- _TASK STATEMENT_:
If a line of the records contains the word "available", list it.

▼

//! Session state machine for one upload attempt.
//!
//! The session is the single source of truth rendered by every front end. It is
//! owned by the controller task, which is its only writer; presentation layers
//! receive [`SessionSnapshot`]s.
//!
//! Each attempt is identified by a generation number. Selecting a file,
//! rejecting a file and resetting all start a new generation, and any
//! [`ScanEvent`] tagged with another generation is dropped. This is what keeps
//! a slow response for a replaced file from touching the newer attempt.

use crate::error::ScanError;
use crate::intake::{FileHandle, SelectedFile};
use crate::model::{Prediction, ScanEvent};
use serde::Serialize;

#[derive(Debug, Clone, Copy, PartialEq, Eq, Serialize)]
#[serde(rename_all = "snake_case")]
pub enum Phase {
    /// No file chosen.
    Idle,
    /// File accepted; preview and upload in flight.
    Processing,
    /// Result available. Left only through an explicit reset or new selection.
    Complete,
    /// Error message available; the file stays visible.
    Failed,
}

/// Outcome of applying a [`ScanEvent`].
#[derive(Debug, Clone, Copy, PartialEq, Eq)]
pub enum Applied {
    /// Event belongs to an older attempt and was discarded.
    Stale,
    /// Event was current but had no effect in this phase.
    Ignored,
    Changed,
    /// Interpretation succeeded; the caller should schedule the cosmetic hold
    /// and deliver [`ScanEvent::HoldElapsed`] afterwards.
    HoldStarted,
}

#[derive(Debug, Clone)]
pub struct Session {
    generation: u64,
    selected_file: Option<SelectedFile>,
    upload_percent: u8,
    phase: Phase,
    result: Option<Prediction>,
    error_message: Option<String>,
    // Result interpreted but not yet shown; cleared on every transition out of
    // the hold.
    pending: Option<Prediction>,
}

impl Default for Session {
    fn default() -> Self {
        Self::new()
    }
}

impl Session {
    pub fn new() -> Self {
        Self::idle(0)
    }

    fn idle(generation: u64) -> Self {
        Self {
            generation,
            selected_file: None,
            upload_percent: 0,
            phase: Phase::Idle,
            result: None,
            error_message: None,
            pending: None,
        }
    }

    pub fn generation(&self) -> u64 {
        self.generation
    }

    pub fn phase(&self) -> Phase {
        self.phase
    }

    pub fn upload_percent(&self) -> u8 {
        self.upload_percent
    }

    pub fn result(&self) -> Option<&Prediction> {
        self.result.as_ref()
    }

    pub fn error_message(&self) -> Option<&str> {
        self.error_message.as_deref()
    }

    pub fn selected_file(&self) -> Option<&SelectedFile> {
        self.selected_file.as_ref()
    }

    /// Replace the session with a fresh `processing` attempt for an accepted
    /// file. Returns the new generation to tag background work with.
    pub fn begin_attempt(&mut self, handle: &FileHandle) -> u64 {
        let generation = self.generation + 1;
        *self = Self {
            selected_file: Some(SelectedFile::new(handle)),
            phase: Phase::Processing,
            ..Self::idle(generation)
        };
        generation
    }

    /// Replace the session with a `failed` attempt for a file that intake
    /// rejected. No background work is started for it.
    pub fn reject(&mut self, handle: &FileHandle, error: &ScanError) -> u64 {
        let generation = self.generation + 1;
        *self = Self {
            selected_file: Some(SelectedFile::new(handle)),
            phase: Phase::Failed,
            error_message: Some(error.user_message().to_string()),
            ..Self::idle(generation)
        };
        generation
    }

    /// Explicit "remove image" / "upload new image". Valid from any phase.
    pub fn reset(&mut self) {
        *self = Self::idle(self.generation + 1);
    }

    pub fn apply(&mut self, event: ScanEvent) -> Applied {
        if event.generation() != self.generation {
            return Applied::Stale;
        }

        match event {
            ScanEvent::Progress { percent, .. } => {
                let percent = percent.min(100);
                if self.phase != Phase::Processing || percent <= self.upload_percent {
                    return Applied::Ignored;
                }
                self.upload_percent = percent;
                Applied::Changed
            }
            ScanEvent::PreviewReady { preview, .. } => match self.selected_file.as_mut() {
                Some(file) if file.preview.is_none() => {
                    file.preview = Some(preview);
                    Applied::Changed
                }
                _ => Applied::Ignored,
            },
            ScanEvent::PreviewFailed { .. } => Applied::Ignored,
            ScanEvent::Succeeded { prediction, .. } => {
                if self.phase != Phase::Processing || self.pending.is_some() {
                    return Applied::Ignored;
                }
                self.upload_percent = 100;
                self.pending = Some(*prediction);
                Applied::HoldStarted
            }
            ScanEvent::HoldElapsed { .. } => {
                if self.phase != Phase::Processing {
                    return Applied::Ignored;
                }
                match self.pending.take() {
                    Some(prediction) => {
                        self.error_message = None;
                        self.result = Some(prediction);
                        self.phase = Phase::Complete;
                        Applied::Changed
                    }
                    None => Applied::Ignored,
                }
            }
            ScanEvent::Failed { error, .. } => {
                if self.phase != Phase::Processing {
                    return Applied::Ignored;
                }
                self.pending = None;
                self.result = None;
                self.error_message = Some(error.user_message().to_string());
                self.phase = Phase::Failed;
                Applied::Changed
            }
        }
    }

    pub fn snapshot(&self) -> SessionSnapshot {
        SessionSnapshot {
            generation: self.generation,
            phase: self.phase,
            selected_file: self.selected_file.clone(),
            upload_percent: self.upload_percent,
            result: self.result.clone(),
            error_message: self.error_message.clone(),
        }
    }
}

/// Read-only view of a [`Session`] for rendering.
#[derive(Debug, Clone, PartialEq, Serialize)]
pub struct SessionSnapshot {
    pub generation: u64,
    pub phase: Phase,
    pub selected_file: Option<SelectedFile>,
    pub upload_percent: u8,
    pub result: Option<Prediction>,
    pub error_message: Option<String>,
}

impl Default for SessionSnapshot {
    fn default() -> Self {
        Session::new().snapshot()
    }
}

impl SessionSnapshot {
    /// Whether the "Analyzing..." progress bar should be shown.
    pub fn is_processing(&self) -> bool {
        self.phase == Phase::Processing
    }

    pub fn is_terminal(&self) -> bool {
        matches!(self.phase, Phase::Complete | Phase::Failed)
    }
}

▲

- _WRITTEN ANSWER_:
    /// Result available. Left only through an explicit reset or new selection.
    /// Error message available; the file stays visible.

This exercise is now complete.